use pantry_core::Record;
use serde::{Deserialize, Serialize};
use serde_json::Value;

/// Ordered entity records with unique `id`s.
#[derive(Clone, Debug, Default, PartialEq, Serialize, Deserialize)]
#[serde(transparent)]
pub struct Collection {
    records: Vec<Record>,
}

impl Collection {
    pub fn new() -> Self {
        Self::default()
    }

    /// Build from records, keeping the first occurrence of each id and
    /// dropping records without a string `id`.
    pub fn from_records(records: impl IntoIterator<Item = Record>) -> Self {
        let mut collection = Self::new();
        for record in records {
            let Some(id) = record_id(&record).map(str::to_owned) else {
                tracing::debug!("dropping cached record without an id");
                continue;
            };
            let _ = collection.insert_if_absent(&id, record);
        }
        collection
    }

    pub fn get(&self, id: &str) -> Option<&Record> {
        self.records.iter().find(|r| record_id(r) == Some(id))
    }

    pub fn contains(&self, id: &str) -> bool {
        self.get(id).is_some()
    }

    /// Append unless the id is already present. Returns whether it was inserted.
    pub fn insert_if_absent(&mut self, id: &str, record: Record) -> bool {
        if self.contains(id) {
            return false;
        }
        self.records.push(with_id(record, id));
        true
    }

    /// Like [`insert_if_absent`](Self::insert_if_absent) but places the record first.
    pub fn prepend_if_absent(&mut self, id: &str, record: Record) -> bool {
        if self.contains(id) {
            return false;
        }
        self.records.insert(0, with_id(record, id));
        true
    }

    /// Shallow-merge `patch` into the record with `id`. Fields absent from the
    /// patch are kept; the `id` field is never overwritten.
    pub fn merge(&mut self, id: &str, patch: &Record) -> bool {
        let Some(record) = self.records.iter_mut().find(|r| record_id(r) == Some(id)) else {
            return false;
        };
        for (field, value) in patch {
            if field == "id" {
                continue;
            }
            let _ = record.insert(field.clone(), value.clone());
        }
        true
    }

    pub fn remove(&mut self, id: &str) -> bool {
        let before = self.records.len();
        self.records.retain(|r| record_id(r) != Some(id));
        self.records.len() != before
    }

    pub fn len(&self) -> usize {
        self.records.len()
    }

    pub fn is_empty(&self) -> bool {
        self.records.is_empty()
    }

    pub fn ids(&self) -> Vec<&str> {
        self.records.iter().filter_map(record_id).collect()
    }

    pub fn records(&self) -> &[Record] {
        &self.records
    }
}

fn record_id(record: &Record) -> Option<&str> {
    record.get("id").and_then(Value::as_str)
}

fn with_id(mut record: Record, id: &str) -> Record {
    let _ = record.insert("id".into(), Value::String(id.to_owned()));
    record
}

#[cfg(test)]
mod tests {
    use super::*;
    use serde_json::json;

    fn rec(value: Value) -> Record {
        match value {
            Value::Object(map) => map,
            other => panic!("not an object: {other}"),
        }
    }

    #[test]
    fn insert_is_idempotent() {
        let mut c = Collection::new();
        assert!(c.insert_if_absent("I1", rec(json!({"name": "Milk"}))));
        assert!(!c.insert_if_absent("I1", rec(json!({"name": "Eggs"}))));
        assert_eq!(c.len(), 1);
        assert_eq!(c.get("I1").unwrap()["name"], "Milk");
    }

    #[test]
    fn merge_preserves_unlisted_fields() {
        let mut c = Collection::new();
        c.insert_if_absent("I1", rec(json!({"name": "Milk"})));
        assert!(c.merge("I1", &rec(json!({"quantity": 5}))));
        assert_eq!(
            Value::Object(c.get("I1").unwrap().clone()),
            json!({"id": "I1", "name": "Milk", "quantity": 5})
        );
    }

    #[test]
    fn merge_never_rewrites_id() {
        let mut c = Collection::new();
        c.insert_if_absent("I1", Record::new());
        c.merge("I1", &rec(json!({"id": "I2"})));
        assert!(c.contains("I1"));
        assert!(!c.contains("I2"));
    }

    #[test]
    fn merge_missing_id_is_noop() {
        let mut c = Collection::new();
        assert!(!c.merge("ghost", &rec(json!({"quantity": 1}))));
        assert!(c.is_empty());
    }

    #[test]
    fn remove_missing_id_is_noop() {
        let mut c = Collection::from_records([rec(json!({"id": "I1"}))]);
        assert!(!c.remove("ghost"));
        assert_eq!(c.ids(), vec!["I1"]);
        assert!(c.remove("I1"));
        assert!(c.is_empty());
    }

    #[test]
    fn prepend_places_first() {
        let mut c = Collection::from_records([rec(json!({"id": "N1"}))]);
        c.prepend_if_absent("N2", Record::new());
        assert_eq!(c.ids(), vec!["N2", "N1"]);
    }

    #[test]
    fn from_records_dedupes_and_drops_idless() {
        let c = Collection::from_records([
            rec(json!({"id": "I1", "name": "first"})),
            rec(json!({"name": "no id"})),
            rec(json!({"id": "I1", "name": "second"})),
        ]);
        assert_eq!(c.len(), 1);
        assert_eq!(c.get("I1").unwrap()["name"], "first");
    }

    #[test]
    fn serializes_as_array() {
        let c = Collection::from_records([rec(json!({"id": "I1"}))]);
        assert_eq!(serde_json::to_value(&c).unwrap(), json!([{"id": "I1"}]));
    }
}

_PROBLEM DESCRIPTION_
Filter the entries above down to the lines that contain the word "Option".

_TASK RESULT_
    pub fn get(&self, id: &str) -> Option<&Record> {
fn record_id(record: &Record) -> Option<&str> {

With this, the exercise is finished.